### DESCRIPTION OF THE TASK
From the entries below, copy each line in which the word "overrides" occurs.
___ DATA FOR THIS TASK ___
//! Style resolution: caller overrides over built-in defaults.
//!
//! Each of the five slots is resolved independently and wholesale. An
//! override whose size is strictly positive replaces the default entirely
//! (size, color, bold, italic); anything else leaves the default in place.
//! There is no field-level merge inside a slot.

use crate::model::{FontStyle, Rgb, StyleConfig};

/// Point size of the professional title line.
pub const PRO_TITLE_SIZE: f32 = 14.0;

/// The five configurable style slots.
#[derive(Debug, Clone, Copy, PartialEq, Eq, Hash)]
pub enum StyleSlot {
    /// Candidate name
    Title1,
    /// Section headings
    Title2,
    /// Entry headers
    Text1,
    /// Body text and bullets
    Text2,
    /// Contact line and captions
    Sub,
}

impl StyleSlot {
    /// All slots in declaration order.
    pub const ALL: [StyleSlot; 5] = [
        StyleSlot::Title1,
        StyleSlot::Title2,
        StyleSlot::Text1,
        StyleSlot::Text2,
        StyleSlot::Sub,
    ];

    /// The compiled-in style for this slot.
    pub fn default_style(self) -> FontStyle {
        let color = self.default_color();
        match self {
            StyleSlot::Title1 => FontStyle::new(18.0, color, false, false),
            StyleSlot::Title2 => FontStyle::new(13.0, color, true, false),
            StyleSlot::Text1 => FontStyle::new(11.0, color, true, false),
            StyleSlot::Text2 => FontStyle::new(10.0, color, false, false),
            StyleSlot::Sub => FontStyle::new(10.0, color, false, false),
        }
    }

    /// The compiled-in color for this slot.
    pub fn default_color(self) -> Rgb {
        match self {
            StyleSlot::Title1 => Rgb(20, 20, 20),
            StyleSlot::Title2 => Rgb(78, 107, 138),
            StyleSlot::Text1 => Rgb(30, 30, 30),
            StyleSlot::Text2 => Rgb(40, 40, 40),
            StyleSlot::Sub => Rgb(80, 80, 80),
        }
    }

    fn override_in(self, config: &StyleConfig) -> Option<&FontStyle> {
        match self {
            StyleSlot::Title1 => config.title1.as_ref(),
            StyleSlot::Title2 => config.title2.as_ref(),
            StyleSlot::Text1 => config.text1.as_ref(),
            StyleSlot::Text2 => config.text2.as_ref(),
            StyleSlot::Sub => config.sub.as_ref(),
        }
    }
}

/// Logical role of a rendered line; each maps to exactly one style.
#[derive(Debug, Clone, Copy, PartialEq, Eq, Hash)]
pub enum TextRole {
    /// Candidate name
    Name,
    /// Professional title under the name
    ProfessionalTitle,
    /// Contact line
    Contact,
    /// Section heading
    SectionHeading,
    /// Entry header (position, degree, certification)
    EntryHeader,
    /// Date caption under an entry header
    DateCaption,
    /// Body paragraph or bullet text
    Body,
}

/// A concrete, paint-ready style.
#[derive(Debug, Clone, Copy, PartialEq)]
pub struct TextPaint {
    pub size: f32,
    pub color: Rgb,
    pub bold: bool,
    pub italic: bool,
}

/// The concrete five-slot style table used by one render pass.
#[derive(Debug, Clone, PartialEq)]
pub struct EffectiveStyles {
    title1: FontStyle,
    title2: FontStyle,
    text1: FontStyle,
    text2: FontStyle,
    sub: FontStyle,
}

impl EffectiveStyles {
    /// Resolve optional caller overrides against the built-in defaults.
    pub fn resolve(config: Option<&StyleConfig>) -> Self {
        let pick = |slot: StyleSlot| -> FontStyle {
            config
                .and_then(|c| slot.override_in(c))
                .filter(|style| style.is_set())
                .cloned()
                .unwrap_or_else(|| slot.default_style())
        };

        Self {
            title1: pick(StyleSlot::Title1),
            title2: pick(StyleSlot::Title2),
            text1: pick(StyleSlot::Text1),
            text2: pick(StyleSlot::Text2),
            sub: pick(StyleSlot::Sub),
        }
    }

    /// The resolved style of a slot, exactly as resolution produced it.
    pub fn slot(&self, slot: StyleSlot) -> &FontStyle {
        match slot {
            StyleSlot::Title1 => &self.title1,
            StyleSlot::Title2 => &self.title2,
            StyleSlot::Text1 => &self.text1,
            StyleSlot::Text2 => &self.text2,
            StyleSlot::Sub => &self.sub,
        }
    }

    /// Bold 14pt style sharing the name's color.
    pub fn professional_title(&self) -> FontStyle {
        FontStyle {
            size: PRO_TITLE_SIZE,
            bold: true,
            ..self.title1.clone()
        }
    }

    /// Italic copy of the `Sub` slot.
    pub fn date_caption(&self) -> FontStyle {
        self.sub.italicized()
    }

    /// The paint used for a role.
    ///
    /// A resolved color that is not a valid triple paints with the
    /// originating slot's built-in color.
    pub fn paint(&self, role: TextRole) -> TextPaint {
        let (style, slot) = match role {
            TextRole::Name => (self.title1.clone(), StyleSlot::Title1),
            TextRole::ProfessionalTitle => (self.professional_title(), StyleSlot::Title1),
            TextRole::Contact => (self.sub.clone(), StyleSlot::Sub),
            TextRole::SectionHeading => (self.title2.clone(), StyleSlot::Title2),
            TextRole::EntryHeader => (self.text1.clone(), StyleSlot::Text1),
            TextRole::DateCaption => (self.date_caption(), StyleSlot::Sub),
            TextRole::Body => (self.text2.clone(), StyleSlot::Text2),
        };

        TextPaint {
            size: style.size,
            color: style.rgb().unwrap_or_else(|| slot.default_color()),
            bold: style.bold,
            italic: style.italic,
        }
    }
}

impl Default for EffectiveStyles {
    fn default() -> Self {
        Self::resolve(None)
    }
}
___
### ANSWER BOX
//! Style resolution: caller overrides over built-in defaults.
    /// Resolve optional caller overrides against the built-in defaults.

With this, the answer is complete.